== Exercise details ==
From the entries, copy each line that includes "before".

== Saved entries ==

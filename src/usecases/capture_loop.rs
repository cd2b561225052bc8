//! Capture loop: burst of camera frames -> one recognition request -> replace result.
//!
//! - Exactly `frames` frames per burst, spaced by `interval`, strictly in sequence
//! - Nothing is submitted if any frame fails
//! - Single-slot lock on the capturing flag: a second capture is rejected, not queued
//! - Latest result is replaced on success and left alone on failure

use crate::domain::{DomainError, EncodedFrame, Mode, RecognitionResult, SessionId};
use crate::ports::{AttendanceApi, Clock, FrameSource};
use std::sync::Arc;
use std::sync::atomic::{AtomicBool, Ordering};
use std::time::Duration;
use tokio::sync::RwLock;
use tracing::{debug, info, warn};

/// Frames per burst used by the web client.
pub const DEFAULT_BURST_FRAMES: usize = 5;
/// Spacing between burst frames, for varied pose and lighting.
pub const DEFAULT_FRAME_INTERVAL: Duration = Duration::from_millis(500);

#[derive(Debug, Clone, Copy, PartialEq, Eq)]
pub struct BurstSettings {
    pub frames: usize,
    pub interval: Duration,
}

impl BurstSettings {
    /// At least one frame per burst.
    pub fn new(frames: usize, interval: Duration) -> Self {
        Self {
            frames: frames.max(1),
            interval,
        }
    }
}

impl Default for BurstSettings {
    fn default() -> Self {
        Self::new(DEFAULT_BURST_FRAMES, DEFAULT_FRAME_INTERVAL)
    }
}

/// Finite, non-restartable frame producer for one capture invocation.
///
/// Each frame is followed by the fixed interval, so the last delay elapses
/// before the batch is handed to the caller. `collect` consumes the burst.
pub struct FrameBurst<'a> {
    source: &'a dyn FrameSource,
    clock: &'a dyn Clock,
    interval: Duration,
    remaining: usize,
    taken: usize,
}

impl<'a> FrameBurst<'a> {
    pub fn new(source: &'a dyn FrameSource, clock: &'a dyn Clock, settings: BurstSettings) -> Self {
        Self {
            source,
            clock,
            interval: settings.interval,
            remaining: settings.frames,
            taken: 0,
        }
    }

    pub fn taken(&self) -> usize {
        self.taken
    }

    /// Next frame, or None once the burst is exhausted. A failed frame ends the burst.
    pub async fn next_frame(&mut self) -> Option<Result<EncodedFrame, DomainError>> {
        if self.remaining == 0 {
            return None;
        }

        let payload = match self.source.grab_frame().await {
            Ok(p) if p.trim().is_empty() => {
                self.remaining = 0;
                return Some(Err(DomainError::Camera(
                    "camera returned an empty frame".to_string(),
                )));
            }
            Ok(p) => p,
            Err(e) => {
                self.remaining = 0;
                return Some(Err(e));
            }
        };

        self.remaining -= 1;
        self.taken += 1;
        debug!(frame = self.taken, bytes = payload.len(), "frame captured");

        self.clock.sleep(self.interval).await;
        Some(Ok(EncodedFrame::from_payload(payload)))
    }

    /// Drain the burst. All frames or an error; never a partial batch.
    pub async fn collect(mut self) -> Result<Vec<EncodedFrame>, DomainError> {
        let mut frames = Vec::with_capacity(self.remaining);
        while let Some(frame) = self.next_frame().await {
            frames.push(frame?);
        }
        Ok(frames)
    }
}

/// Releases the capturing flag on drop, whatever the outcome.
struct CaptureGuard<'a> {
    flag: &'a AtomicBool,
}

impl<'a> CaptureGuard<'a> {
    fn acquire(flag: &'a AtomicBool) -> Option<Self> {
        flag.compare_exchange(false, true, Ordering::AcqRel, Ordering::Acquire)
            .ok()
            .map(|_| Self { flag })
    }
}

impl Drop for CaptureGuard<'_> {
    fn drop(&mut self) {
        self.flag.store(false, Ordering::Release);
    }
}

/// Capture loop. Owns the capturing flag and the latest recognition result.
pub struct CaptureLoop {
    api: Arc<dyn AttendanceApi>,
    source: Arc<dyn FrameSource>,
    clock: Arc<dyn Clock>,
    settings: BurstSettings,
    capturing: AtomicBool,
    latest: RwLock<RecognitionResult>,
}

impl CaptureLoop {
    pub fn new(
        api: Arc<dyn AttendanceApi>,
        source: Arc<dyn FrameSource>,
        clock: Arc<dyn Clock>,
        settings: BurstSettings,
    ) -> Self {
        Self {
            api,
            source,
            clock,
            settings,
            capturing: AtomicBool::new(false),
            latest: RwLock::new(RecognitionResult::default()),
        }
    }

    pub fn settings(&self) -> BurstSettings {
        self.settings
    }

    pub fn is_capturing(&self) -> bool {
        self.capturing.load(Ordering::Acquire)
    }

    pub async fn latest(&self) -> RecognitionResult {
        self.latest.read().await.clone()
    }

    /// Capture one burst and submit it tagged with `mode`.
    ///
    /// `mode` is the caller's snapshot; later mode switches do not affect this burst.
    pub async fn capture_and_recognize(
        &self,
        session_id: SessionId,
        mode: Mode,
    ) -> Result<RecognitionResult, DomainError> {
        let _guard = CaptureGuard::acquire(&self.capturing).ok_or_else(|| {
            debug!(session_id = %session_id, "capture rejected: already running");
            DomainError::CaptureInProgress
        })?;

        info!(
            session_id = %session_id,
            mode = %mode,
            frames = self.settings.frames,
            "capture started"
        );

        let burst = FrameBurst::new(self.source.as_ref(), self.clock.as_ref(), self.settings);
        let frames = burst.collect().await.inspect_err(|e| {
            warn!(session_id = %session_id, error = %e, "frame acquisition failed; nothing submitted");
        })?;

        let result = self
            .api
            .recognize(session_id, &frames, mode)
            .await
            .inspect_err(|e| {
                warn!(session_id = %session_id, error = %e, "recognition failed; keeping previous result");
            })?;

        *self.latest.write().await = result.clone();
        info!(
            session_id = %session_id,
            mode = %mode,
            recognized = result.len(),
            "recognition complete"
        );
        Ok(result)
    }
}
...
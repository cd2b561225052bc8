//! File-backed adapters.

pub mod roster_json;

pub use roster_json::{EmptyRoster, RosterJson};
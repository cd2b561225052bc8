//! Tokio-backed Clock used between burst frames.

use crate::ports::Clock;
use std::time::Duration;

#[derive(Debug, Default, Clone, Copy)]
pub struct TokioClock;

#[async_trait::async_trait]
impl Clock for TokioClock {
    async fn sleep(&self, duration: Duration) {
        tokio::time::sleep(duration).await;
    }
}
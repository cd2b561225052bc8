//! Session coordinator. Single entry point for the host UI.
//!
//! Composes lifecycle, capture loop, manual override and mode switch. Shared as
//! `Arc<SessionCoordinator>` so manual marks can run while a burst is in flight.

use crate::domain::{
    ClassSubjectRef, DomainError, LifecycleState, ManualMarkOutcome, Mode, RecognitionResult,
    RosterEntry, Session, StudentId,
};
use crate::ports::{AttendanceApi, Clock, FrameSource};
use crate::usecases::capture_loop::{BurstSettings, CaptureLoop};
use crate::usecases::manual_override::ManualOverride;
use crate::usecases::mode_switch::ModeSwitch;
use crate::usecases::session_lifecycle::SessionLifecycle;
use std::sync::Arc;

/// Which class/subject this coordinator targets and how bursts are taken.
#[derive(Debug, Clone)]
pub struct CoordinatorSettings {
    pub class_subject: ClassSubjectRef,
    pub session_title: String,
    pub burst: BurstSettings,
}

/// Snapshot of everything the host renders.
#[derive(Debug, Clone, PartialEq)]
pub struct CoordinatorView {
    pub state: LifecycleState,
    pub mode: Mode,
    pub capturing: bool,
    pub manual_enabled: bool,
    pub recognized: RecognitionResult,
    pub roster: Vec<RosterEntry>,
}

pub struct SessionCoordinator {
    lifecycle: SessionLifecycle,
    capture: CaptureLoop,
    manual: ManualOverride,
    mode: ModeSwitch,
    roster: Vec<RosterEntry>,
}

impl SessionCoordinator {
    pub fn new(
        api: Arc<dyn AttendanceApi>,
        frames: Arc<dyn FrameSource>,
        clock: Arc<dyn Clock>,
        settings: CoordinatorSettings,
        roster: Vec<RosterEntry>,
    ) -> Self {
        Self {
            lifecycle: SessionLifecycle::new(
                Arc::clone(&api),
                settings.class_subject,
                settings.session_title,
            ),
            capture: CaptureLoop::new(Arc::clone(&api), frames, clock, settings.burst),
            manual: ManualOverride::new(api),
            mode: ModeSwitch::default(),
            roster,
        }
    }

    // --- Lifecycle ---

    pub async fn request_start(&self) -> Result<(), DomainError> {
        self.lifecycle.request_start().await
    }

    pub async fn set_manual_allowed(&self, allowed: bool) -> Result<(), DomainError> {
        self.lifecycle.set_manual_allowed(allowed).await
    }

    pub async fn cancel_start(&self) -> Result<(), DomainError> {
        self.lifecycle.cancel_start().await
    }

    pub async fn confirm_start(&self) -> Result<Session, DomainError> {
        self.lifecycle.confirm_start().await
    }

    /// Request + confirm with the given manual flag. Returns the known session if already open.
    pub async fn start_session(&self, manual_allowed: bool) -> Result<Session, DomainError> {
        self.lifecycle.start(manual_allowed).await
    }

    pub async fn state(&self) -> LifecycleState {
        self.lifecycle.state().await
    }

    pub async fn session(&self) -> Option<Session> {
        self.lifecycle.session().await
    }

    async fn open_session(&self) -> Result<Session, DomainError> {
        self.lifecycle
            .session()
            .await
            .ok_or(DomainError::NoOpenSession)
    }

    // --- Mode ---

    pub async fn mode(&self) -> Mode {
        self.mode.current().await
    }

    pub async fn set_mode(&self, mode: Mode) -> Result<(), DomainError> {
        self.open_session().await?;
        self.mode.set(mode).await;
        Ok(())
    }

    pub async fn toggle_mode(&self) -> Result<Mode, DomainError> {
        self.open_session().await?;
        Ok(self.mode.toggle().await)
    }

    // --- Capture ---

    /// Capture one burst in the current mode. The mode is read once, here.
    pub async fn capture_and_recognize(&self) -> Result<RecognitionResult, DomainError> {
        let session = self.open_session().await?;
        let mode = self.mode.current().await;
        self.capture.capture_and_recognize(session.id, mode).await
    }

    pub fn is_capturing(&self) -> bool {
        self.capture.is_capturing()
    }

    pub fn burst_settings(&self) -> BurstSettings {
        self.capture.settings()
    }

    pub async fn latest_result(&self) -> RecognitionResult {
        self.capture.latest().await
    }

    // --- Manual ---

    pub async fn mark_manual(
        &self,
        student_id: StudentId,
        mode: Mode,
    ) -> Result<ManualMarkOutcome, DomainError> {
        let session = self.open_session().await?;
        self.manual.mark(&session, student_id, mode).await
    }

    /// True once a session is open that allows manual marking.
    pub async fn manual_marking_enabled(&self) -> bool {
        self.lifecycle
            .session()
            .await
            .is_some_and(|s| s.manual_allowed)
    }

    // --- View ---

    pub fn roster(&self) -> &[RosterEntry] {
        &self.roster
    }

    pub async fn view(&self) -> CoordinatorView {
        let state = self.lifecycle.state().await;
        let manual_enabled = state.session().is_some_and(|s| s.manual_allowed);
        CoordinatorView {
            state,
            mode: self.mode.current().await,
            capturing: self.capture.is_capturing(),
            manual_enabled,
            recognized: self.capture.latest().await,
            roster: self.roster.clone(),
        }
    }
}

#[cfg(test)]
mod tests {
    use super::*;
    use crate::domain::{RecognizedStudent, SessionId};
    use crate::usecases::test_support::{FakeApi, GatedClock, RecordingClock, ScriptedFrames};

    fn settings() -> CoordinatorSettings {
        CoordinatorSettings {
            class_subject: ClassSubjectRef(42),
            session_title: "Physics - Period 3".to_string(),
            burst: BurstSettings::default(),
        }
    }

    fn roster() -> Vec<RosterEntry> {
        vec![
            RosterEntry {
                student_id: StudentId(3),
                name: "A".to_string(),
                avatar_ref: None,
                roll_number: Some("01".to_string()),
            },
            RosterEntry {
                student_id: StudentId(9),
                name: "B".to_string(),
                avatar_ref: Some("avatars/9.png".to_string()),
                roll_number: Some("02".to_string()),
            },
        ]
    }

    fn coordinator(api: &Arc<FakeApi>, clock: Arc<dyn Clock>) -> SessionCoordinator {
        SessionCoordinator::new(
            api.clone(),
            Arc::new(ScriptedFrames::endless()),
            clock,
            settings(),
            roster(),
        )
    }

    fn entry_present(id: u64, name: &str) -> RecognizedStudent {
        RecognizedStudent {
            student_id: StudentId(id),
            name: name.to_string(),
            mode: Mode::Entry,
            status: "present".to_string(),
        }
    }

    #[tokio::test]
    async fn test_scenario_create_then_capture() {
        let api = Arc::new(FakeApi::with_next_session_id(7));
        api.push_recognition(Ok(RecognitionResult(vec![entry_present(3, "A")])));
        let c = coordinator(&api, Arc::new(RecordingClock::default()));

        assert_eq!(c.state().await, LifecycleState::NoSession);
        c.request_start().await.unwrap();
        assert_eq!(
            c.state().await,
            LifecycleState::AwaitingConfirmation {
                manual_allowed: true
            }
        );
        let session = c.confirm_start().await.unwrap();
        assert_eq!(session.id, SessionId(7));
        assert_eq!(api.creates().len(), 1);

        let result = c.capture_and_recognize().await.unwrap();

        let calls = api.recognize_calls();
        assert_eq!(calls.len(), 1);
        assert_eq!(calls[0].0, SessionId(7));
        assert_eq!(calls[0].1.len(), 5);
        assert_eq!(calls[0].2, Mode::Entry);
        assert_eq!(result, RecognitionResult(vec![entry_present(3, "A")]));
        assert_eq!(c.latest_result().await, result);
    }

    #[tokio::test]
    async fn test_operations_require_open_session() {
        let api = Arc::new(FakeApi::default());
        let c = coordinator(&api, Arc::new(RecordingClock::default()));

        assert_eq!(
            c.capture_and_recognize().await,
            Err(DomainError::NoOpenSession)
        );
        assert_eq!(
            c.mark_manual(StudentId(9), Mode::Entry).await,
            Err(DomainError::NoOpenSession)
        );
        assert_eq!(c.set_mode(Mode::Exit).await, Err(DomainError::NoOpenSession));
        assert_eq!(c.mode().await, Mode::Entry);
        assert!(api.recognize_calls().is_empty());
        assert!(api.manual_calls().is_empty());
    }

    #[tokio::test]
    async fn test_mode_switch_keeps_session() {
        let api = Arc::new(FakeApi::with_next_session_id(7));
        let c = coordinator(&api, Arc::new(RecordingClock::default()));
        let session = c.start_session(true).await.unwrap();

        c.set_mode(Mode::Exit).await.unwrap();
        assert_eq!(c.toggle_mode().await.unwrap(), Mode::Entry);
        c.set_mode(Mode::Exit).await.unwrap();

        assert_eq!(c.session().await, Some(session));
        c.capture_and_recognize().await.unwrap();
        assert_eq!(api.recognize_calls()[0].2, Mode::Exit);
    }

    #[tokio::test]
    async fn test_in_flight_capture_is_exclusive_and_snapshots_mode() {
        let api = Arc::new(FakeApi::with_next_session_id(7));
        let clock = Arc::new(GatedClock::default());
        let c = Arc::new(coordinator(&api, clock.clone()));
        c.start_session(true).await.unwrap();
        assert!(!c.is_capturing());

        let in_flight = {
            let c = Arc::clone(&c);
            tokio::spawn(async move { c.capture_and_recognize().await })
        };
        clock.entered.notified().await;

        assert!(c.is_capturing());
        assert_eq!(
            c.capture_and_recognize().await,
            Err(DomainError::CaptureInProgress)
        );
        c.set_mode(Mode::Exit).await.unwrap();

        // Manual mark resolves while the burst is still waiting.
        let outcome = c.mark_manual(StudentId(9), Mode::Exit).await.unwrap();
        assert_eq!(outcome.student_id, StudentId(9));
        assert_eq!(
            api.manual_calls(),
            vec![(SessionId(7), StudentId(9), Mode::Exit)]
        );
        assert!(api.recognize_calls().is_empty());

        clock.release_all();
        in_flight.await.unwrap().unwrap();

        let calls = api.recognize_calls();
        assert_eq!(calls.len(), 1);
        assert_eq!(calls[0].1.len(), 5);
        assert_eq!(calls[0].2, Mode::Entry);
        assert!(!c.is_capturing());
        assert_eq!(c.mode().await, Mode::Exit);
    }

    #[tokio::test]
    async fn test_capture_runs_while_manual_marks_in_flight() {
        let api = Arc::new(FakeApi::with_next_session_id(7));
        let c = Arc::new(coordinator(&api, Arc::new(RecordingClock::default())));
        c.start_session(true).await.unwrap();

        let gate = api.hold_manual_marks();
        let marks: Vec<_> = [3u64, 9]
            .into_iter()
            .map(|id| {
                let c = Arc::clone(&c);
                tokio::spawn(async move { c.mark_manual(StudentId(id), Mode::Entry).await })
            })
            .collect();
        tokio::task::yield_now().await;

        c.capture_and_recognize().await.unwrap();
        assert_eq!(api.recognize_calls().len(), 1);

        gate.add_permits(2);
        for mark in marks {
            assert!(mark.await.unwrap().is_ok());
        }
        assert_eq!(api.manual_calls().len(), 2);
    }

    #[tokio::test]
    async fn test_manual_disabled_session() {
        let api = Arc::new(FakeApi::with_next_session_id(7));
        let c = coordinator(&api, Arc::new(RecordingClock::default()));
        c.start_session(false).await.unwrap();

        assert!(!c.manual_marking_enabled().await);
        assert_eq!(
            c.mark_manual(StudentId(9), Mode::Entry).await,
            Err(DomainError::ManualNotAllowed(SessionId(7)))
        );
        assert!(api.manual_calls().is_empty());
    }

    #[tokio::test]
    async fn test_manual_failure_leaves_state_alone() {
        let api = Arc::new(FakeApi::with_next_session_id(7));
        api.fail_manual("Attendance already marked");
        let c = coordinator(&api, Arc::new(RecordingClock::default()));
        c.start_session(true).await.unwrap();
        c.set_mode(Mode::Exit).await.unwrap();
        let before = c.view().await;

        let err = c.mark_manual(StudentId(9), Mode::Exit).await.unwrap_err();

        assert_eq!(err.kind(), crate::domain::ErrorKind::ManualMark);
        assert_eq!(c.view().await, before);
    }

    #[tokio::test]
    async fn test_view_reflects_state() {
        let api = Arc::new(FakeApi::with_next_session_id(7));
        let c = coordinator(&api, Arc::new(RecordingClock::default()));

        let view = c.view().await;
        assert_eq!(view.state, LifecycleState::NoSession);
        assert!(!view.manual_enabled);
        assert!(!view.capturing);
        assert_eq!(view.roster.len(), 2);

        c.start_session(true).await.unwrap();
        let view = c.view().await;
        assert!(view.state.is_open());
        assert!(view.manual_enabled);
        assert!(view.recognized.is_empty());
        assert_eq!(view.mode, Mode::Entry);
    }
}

== Response for this exercise ==
/// before the batch is handed to the caller. `collect` consumes the burst.
        let before = c.view().await;
        assert_eq!(c.view().await, before);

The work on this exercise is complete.